Nuala O'Loan called for a public inquiry into the worst single atrocity of the Northern Ireland conflict and seriously questioned the handling of security force intelligence.
She said the various intelligence services could have worked in a more cohesive way.
On 4 August 1998, the RUC received an anonymous telephone call warning that there would be an "unspecified" terrorist attack on police in Omagh on 15 August 1998.
The force's Special Branch, which handled intelligence from agents, took only limited action on the information and a threat warning was not sent to the sub-divisional commander in Omagh, an investigation by Ms O'Loan when she was police ombudsman found.
An RUC review concluded in 2000 that the information should have been passed to the commander.
Ms O'Loan told the BBC: "If that had been conveyed to the sub-divisional commander in Omagh he could have just set checkpoints up around the town and the effect of that could have been to drive the bombers to abandon their bomb."

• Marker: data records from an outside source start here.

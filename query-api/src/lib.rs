// Copyright (c) James Kassemi, SC, US. All rights reserved.

//! Read-only query surface: the registry snapshot, composite flight lookups
//! answered by the ledger, and Prometheus metrics, served over HTTP/1.
//!
//! Every response carries permissive CORS headers and JSON bodies are
//! pretty-printed. Failures are `{"error": "..."}` with a status chosen by
//! [`QueryError::status`].

mod composite;
mod server;

use std::sync::Arc;

use core_types::{FlightRecord, OracleResponseInfo};
use flight_registry::FlightRegistry;
use http_body_util::Full;
use hyper::{body::Bytes, header, Method, Response, StatusCode};
use ledger_client::{LedgerClient, LedgerError};
use log::warn;
use metrics::ServiceMetrics;
use serde::Serialize;
use thiserror::Error;

pub use composite::Composite;
pub use server::serve;

pub const API_MESSAGE: &str = "An API for use with your Dapp!";
pub const ALLOW_HEADERS: &str = "Origin, X-Requested-With, Content-Type, Accept";

#[derive(Debug, Clone, PartialEq, Eq, Error)]
pub enum QueryError {
    #[error("{0}")]
    Malformed(String),
    #[error("{0}")]
    NotFound(String),
    #[error("method {0} not allowed")]
    MethodNotAllowed(String),
    #[error("ledger error: {0}")]
    Ledger(#[from] LedgerError),
    #[error("metrics unavailable: {0}")]
    Metrics(String),
}

impl QueryError {
    pub fn status(&self) -> StatusCode {
        match self {
            QueryError::Malformed(_) => StatusCode::BAD_REQUEST,
            QueryError::NotFound(_)
            | QueryError::Ledger(LedgerError::UnknownFlightKey { .. })
            | QueryError::Ledger(LedgerError::FlightNotFound { .. }) => StatusCode::NOT_FOUND,
            QueryError::MethodNotAllowed(_) => StatusCode::METHOD_NOT_ALLOWED,
            QueryError::Ledger(_) => StatusCode::BAD_GATEWAY,
            QueryError::Metrics(_) => StatusCode::INTERNAL_SERVER_ERROR,
        }
    }
}

#[derive(Serialize)]
struct MessageBody<'a> {
    message: &'a str,
}

#[derive(Serialize)]
struct ErrorBody {
    error: String,
}

pub struct QuerySurface {
    registry: Arc<FlightRegistry>,
    ledger: Arc<dyn LedgerClient>,
    metrics: Option<Arc<ServiceMetrics>>,
}

impl QuerySurface {
    pub fn new(registry: Arc<FlightRegistry>, ledger: Arc<dyn LedgerClient>) -> Self {
        Self {
            registry,
            ledger,
            metrics: None,
        }
    }

    pub fn with_metrics(mut self, metrics: Arc<ServiceMetrics>) -> Self {
        self.metrics = Some(metrics);
        self
    }

    /// Registry contents in ascending id order.
    pub fn flight_list(&self) -> Vec<FlightRecord> {
        self.registry.snapshot()
    }

    /// Resolves a flight through the ledger: key, then id, then detail.
    pub async fn flight_by_composite(&self, composite: &Composite) -> Result<FlightRecord, QueryError> {
        let key = self
            .ledger
            .get_flight_key(composite.airline, &composite.flight, composite.timestamp)
            .await?;
        let id = self.ledger.get_flight_id_by_key(key).await?;
        Ok(self.ledger.get_flight_detail(id).await?)
    }

    /// Stored consensus response for a flight; unset slots come back zeroed.
    pub async fn response_by_composite(
        &self,
        composite: &Composite,
    ) -> Result<OracleResponseInfo, QueryError> {
        let key = self
            .ledger
            .get_flight_key(composite.airline, &composite.flight, composite.timestamp)
            .await?;
        Ok(self.ledger.oracle_responses(key).await?)
    }

    /// Routes one request. Never fails; errors become JSON error responses.
    pub async fn respond(&self, method: &Method, path: &str) -> Response<Full<Bytes>> {
        if *method == Method::OPTIONS {
            return empty(StatusCode::NO_CONTENT);
        }
        if *method != Method::GET {
            return error_response(&QueryError::MethodNotAllowed(method.to_string()));
        }
        match self.route(path).await {
            Ok(response) => response,
            Err(err) => {
                if err.status().is_server_error() {
                    warn!("query {path} failed: {err}");
                }
                error_response(&err)
            }
        }
    }

    async fn route(&self, path: &str) -> Result<Response<Full<Bytes>>, QueryError> {
        match path {
            "/api" => return Ok(json(StatusCode::OK, &MessageBody { message: API_MESSAGE })),
            "/flightList" => return Ok(json(StatusCode::OK, &self.flight_list())),
            "/metrics" => return self.render_metrics(),
            _ => {}
        }
        if let Some(segment) = path.strip_prefix("/flight/").filter(|s| !s.contains('/')) {
            let composite = Composite::from_path_segment(segment)?;
            let record = self.flight_by_composite(&composite).await?;
            return Ok(json(StatusCode::OK, &record));
        }
        if let Some(segment) = path.strip_prefix("/response/").filter(|s| !s.contains('/')) {
            let composite = Composite::from_path_segment(segment)?;
            let response = self.response_by_composite(&composite).await?;
            return Ok(json(StatusCode::OK, &response));
        }
        Err(QueryError::NotFound(format!("no route for {path}")))
    }

    fn render_metrics(&self) -> Result<Response<Full<Bytes>>, QueryError> {
        let exporter = self
            .metrics
            .as_ref()
            .ok_or_else(|| QueryError::NotFound("metrics are not enabled".to_string()))?;
        let body = exporter
            .render()
            .map_err(|err| QueryError::Metrics(err.to_string()))?;
        Ok(with_cors(Response::builder().status(StatusCode::OK))
            .header(header::CONTENT_TYPE, metrics::CONTENT_TYPE)
            .body(Full::new(Bytes::from(body)))
            .unwrap_or_else(|_| fallback()))
    }
}

fn with_cors(builder: hyper::http::response::Builder) -> hyper::http::response::Builder {
    builder
        .header(header::ACCESS_CONTROL_ALLOW_ORIGIN, "*")
        .header(header::ACCESS_CONTROL_ALLOW_HEADERS, ALLOW_HEADERS)
}

fn json<T: Serialize + ?Sized>(status: StatusCode, value: &T) -> Response<Full<Bytes>> {
    let body = match serde_json::to_vec_pretty(value) {
        Ok(body) => body,
        Err(err) => {
            warn!("failed to encode response body: {err}");
            return fallback();
        }
    };
    with_cors(Response::builder().status(status))
        .header(header::CONTENT_TYPE, "application/json")
        .body(Full::new(Bytes::from(body)))
        .unwrap_or_else(|_| fallback())
}

fn error_response(err: &QueryError) -> Response<Full<Bytes>> {
    json(
        err.status(),
        &ErrorBody {
            error: err.to_string(),
        },
    )
}

fn empty(status: StatusCode) -> Response<Full<Bytes>> {
    with_cors(Response::builder().status(status))
        .body(Full::new(Bytes::new()))
        .unwrap_or_else(|_| fallback())
}

fn fallback() -> Response<Full<Bytes>> {
    let mut response = Response::new(Full::new(Bytes::from_static(b"{\"error\": \"bad response\"}")));
    *response.status_mut() = StatusCode::INTERNAL_SERVER_ERROR;
    response
}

But Police Service of Northern Ireland chief George Hamilton has insisted officers could not have prevented the blast.
"I consider this comment to be inaccurate, unfair and unreasonable," he said.

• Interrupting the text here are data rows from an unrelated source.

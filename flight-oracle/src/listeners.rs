// Copyright (c) James Kassemi, SC, US. All rights reserved.
use std::sync::Arc;

use core_types::{EventKind, LedgerEvent};
use flight_registry::FlightRegistryReconciler;
use ledger_client::LedgerClient;
use log::{info, warn};
use oracle_response_engine::DispatchQueue;
use tokio::{sync::broadcast::error::RecvError, task::JoinHandle};

/// What event handlers need to act on a delivery.
#[derive(Clone)]
pub struct ListenerContext {
    pub dispatch: DispatchQueue,
    pub reconciler: Arc<FlightRegistryReconciler>,
}

/// One listener task per event kind, each on its own subscription.
pub fn spawn_listeners(ledger: &dyn LedgerClient, ctx: ListenerContext) -> Vec<JoinHandle<()>> {
    EventKind::ALL
        .iter()
        .map(|&kind| tokio::spawn(listen(kind, ledger.subscribe(), ctx.clone())))
        .collect()
}

async fn listen(
    kind: EventKind,
    mut events: tokio::sync::broadcast::Receiver<LedgerEvent>,
    ctx: ListenerContext,
) {
    loop {
        match events.recv().await {
            Ok(event) if event.kind() == kind => handle(event, &ctx).await,
            Ok(_) => {}
            Err(RecvError::Lagged(missed)) => {
                warn!("{kind} listener lagged; {missed} events missed");
                if matches!(kind, EventKind::FlightRegistered | EventKind::FlightProcessed) {
                    spawn_resync(Arc::clone(&ctx.reconciler));
                }
            }
            Err(RecvError::Closed) => {
                info!("{kind} listener stopped: event stream closed");
                break;
            }
        }
    }
}

/// Missed registry events can only be recovered by rebuilding from the ledger.
fn spawn_resync(reconciler: Arc<FlightRegistryReconciler>) {
    tokio::spawn(async move {
        if let Err(err) = reconciler.resync().await {
            warn!("recovery resync failed: {err}");
        }
    });
}

async fn handle(event: LedgerEvent, ctx: &ListenerContext) {
    info!("{event}");
    match event.kind() {
        EventKind::OracleRequest => {
            if let Some(request) = event.status_request() {
                // Awaiting queue space is the back-pressure on this listener.
                if let Err(err) = ctx.dispatch.enqueue(request).await {
                    warn!("status request not dispatched: {err}");
                }
            }
        }
        EventKind::FlightRegistered | EventKind::FlightProcessed => {
            let reconciler = Arc::clone(&ctx.reconciler);
            tokio::spawn(async move {
                if let Err(err) = reconciler.handle_event(&event).await {
                    warn!("registry update for {} failed: {err}", event.kind());
                }
            });
        }
        EventKind::OracleRegistered
        | EventKind::AirlineRegistered
        | EventKind::OracleReport
        | EventKind::FlightStatusInfo => {}
    }
}
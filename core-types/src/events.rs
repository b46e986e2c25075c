// Copyright (c) James Kassemi, SC, US. All rights reserved.

//! Ledger event values delivered to the service's listeners.

use std::fmt;

use crate::types::{Address, StatusCode, StatusRequest};

/// Event streams the service subscribes to, one listener per kind.
#[derive(Debug, Clone, Copy, PartialEq, Eq, Hash)]
pub enum EventKind {
    OracleRegistered,
    AirlineRegistered,
    FlightRegistered,
    OracleRequest,
    OracleReport,
    FlightStatusInfo,
    FlightProcessed,
}

impl EventKind {
    pub const ALL: [EventKind; 7] = [
        EventKind::OracleRegistered,
        EventKind::AirlineRegistered,
        EventKind::FlightRegistered,
        EventKind::OracleRequest,
        EventKind::OracleReport,
        EventKind::FlightStatusInfo,
        EventKind::FlightProcessed,
    ];

    pub fn label(self) -> &'static str {
        match self {
            EventKind::OracleRegistered => "OracleRegistered",
            EventKind::AirlineRegistered => "AirlineRegistered",
            EventKind::FlightRegistered => "FlightRegistered",
            EventKind::OracleRequest => "OracleRequest",
            EventKind::OracleReport => "OracleReport",
            EventKind::FlightStatusInfo => "FlightStatusInfo",
            EventKind::FlightProcessed => "FlightProcessed",
        }
    }
}

impl fmt::Display for EventKind {
    fn fmt(&self, f: &mut fmt::Formatter<'_>) -> fmt::Result {
        f.write_str(self.label())
    }
}

#[derive(Debug, Clone, PartialEq, Eq)]
pub enum LedgerEvent {
    OracleRegistered {
        indexes: [u8; 3],
    },
    AirlineRegistered {
        airline: Address,
    },
    FlightRegistered {
        flight: String,
        timestamp: u64,
    },
    OracleRequest {
        index: u8,
        airline: Address,
        flight: String,
        timestamp: u64,
    },
    OracleReport {
        index: u8,
        airline: Address,
        flight: String,
        timestamp: u64,
    },
    FlightStatusInfo {
        airline: Address,
        flight: String,
        timestamp: u64,
        status: StatusCode,
    },
    FlightProcessed {
        airline: Address,
        flight: String,
        timestamp: u64,
        status: StatusCode,
    },
}

impl LedgerEvent {
    pub fn kind(&self) -> EventKind {
        match self {
            LedgerEvent::OracleRegistered { .. } => EventKind::OracleRegistered,
            LedgerEvent::AirlineRegistered { .. } => EventKind::AirlineRegistered,
            LedgerEvent::FlightRegistered { .. } => EventKind::FlightRegistered,
            LedgerEvent::OracleRequest { .. } => EventKind::OracleRequest,
            LedgerEvent::OracleReport { .. } => EventKind::OracleReport,
            LedgerEvent::FlightStatusInfo { .. } => EventKind::FlightStatusInfo,
            LedgerEvent::FlightProcessed { .. } => EventKind::FlightProcessed,
        }
    }

    /// The status request carried by an `OracleRequest` event.
    pub fn status_request(&self) -> Option<StatusRequest> {
        match self {
            LedgerEvent::OracleRequest {
                index,
                airline,
                flight,
                timestamp,
            } => Some(StatusRequest {
                index: *index,
                airline: *airline,
                flight: flight.clone(),
                timestamp: *timestamp,
            }),
            _ => None,
        }
    }
}

impl fmt::Display for LedgerEvent {
    fn fmt(&self, f: &mut fmt::Formatter<'_>) -> fmt::Result {
        let kind = self.kind();
        match self {
            LedgerEvent::OracleRegistered { indexes } => write!(
                f,
                "{kind}: indexes {} {} {}",
                indexes[0], indexes[1], indexes[2]
            ),
            LedgerEvent::AirlineRegistered { airline } => write!(f, "{kind}: {airline}"),
            LedgerEvent::FlightRegistered { flight, timestamp } => {
                write!(f, "{kind}: {flight} departure {timestamp}")
            }
            LedgerEvent::OracleRequest {
                index,
                airline,
                flight,
                timestamp,
            }
            | LedgerEvent::OracleReport {
                index,
                airline,
                flight,
                timestamp,
            } => write!(
                f,
                "{kind}: index {index}, airline {airline}, flight {flight}, departure {timestamp}"
            ),
            LedgerEvent::FlightStatusInfo {
                airline,
                flight,
                timestamp,
                status,
            }
            | LedgerEvent::FlightProcessed {
                airline,
                flight,
                timestamp,
                status,
            } => write!(
                f,
                "{kind}: airline {airline}, flight {flight}, departure {timestamp}, status {status}"
            ),
        }
    }
}
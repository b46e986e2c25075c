// Copyright (c) James Kassemi, SC, US. All rights reserved.
use std::sync::{
    atomic::{AtomicU64, Ordering},
    Arc,
};

use crate::{DispatchOutcome, SkipReason};

#[derive(Default)]
struct DispatchMetricsInner {
    requests: AtomicU64,
    in_flight: AtomicU64,
    submitted: AtomicU64,
    skipped_unassigned: AtomicU64,
    skipped_closed: AtomicU64,
    failed: AtomicU64,
}

/// Cumulative dispatch counters, shared with the metrics exporter.
#[derive(Clone, Default)]
pub struct DispatchMetrics {
    inner: Arc<DispatchMetricsInner>,
}

#[derive(Debug, Clone, Copy, Default, PartialEq, Eq)]
pub struct DispatchMetricsSnapshot {
    pub requests: u64,
    pub in_flight: u64,
    pub submitted: u64,
    pub skipped_unassigned: u64,
    pub skipped_closed: u64,
    pub failed: u64,
}

impl DispatchMetrics {
    pub fn new() -> Self {
        Self::default()
    }

    pub(crate) fn request_started(&self) {
        self.inner.requests.fetch_add(1, Ordering::Relaxed);
        self.inner.in_flight.fetch_add(1, Ordering::Relaxed);
    }

    pub(crate) fn request_finished(&self) {
        let _ = self
            .inner
            .in_flight
            .fetch_update(Ordering::Relaxed, Ordering::Relaxed, |v| v.checked_sub(1));
    }

    pub(crate) fn record(&self, outcome: &DispatchOutcome) {
        let counter = match outcome {
            DispatchOutcome::Submitted { .. } => &self.inner.submitted,
            DispatchOutcome::Skipped {
                reason: SkipReason::IndexNotAssigned,
                ..
            } => &self.inner.skipped_unassigned,
            DispatchOutcome::Skipped {
                reason: SkipReason::RequestClosed,
                ..
            } => &self.inner.skipped_closed,
            DispatchOutcome::Failed { .. } => &self.inner.failed,
        };
        counter.fetch_add(1, Ordering::Relaxed);
    }

    pub fn snapshot(&self) -> DispatchMetricsSnapshot {
        DispatchMetricsSnapshot {
            requests: self.inner.requests.load(Ordering::Relaxed),
            in_flight: self.inner.in_flight.load(Ordering::Relaxed),
            submitted: self.inner.submitted.load(Ordering::Relaxed),
            skipped_unassigned: self.inner.skipped_unassigned.load(Ordering::Relaxed),
            skipped_closed: self.inner.skipped_closed.load(Ordering::Relaxed),
            failed: self.inner.failed.load(Ordering::Relaxed),
        }
    }
}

"Police were not in a position to prevent the Omagh bombing. I do not know what has led Baroness O'Loan to a conclusion that differs so much from her remarks of 2001."
"Considerations around a public inquiry into the Omagh bombing are a matter for government."
He also said that Ms O'Loan risked re-traumatising the families.
"I find it bizarre that, 20 years on, assertions like this based on no new information are being brought in to the public debate."
Road to peace 'worth protecting'
Earlier, SDLP leader Colum Eastwood said: "The pain of Omagh families and victims should serve us with an important reminder that the road to peace is worth protecting at all costs."
He said the resilience of all affected provided the "ultimate example" that reconciliation and agreement in the face of adversity was always possible.
Sinn Féin MP Orfhlaith Begley said it had been one of Ireland's darkest days and should stand as an eternal reminder of the constant need to build on progress made.
Oliver Barker was four years old when his brother James was killed in the bombing.
He and his family had moved from England to Buncrana the year before and had stopped off briefly in Omagh when the bomb exploded.
Speaking on RTÉ's Morning Ireland, Mr Barker said some of his first memories are from that day.
He said there was a huge amount of chaos and it was a very difficult time for him and his family.
He described a recent visit to Omagh as a "hugely cathartic experience"
Mr Barker said there had been dark times over the years and times when he felt he could not cope, but he wanted to tell anyone who was affected by the Troubles that there is a huge amount of resources out there.
He said his brother was a very forgiving and a very kind child.
He said everyone will always remember the image of his green eyes and his smile.
"The greatest respects have to be held for the victims and the families that have always rejected violence, have always pursued justice and have always categorically said they are ready for peace and they support peace and they support that dialogue."